> _PROMPT_: Pull each line with the string "Completed" from the entries.

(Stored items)
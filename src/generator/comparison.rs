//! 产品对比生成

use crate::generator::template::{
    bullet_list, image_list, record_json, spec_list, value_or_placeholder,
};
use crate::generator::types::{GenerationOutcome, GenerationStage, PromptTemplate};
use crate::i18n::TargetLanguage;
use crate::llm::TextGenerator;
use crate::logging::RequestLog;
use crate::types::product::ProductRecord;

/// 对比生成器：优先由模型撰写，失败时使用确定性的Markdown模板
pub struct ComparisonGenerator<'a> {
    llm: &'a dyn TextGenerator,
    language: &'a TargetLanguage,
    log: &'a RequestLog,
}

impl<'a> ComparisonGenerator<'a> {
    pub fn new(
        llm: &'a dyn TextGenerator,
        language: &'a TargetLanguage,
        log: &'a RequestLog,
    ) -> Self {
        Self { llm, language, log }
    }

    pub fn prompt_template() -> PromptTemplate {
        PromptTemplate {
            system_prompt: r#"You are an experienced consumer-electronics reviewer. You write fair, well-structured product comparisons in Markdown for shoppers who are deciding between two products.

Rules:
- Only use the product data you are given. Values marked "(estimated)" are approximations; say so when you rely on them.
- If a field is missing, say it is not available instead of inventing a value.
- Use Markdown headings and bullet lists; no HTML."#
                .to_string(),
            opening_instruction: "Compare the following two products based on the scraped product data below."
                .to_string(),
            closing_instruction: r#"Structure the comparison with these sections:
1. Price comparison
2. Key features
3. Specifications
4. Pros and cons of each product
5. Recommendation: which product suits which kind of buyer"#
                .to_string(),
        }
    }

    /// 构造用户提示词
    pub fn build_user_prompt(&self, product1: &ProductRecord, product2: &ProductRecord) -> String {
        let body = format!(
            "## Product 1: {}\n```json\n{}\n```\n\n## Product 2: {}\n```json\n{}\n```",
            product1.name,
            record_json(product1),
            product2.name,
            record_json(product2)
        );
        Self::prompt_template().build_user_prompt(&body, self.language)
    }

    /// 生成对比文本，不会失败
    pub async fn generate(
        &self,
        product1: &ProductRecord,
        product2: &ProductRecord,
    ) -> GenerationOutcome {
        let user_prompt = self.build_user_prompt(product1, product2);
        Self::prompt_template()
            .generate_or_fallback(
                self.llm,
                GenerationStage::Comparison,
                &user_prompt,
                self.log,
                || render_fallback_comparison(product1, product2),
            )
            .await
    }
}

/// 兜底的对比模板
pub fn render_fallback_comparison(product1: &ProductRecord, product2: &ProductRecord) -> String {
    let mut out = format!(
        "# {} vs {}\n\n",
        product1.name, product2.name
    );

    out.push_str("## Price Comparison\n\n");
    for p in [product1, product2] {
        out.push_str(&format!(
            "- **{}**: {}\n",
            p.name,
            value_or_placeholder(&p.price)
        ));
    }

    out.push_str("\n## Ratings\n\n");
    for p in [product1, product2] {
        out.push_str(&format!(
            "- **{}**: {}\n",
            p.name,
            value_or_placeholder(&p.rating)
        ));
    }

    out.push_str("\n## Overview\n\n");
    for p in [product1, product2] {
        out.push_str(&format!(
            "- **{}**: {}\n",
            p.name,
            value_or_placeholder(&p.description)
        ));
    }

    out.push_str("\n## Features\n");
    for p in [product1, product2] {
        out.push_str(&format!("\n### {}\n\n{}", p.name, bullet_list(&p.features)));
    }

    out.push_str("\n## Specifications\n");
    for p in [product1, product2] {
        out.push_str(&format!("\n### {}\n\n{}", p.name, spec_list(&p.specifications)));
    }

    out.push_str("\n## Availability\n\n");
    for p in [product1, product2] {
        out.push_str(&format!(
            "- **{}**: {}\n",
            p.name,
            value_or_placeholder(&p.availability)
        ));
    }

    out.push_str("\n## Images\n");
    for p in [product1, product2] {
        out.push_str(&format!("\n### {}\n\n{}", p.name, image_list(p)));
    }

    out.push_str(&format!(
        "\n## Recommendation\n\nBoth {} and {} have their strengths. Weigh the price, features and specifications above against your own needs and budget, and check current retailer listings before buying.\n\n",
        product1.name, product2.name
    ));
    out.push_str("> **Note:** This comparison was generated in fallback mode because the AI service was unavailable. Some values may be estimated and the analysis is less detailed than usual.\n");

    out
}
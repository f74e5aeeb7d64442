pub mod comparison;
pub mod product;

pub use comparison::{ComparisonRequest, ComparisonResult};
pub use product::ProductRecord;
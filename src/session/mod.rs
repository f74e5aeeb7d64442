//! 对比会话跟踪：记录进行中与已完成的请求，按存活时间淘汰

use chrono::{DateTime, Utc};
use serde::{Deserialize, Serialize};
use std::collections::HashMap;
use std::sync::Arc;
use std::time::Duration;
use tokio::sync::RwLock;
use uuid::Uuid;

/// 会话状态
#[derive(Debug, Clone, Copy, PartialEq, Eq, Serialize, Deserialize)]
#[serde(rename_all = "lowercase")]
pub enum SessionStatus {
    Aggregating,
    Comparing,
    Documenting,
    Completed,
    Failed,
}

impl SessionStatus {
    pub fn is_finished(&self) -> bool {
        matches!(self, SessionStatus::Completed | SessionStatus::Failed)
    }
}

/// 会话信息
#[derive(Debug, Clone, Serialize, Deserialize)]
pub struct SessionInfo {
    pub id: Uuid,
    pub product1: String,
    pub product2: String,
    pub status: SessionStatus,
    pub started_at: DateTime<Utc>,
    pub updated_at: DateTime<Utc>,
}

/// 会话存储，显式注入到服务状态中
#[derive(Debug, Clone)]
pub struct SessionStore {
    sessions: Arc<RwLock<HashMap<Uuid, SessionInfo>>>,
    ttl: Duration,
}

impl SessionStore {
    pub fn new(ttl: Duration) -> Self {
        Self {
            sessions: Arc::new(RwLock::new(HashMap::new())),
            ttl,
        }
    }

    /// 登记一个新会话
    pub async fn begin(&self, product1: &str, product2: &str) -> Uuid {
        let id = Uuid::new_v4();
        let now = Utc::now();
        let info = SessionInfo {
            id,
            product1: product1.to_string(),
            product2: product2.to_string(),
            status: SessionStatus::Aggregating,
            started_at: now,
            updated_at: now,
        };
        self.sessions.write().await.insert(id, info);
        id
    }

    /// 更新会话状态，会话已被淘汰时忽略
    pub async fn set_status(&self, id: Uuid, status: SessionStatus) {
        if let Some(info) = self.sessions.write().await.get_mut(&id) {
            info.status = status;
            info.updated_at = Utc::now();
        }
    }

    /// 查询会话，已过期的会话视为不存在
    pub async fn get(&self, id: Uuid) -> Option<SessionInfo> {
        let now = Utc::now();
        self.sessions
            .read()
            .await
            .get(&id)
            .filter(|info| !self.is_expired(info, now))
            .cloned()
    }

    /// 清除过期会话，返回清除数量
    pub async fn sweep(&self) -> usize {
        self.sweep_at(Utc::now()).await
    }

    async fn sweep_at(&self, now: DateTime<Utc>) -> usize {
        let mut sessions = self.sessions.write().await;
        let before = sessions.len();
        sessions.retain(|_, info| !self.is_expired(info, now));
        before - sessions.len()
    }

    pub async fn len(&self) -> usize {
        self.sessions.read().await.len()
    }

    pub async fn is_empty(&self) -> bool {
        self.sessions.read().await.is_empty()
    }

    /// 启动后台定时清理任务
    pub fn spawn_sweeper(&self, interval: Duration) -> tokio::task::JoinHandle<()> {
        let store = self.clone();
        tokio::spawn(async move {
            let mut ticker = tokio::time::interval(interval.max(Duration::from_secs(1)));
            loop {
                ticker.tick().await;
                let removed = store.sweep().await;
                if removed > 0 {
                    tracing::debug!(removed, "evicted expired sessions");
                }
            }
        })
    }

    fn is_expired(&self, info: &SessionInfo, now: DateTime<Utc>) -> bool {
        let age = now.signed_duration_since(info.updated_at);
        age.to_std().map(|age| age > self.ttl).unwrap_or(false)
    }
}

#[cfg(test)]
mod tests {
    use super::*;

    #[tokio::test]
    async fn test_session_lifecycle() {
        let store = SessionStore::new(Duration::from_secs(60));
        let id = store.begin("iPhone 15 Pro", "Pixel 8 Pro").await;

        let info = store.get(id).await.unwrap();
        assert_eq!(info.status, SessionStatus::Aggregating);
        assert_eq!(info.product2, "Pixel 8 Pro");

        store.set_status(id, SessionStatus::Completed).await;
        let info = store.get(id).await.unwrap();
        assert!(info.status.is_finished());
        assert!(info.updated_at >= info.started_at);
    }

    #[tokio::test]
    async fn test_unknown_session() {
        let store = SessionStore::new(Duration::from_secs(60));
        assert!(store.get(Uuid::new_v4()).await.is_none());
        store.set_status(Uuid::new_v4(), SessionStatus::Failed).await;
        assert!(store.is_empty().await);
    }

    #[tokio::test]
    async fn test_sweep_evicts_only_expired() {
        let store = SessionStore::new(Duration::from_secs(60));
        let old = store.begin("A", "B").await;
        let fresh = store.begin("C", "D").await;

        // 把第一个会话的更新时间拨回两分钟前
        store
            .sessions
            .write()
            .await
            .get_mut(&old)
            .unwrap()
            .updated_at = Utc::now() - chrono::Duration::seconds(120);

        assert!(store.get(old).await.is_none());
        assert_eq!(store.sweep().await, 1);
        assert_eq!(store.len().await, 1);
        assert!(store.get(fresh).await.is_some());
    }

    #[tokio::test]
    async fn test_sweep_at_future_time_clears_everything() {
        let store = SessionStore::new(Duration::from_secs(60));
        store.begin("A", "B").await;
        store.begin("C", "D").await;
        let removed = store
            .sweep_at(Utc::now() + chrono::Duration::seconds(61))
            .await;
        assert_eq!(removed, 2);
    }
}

> _TASK ANSWER_:
    Completed,
        matches!(self, SessionStatus::Completed | SessionStatus::Failed)
        store.set_status(id, SessionStatus::Completed).await;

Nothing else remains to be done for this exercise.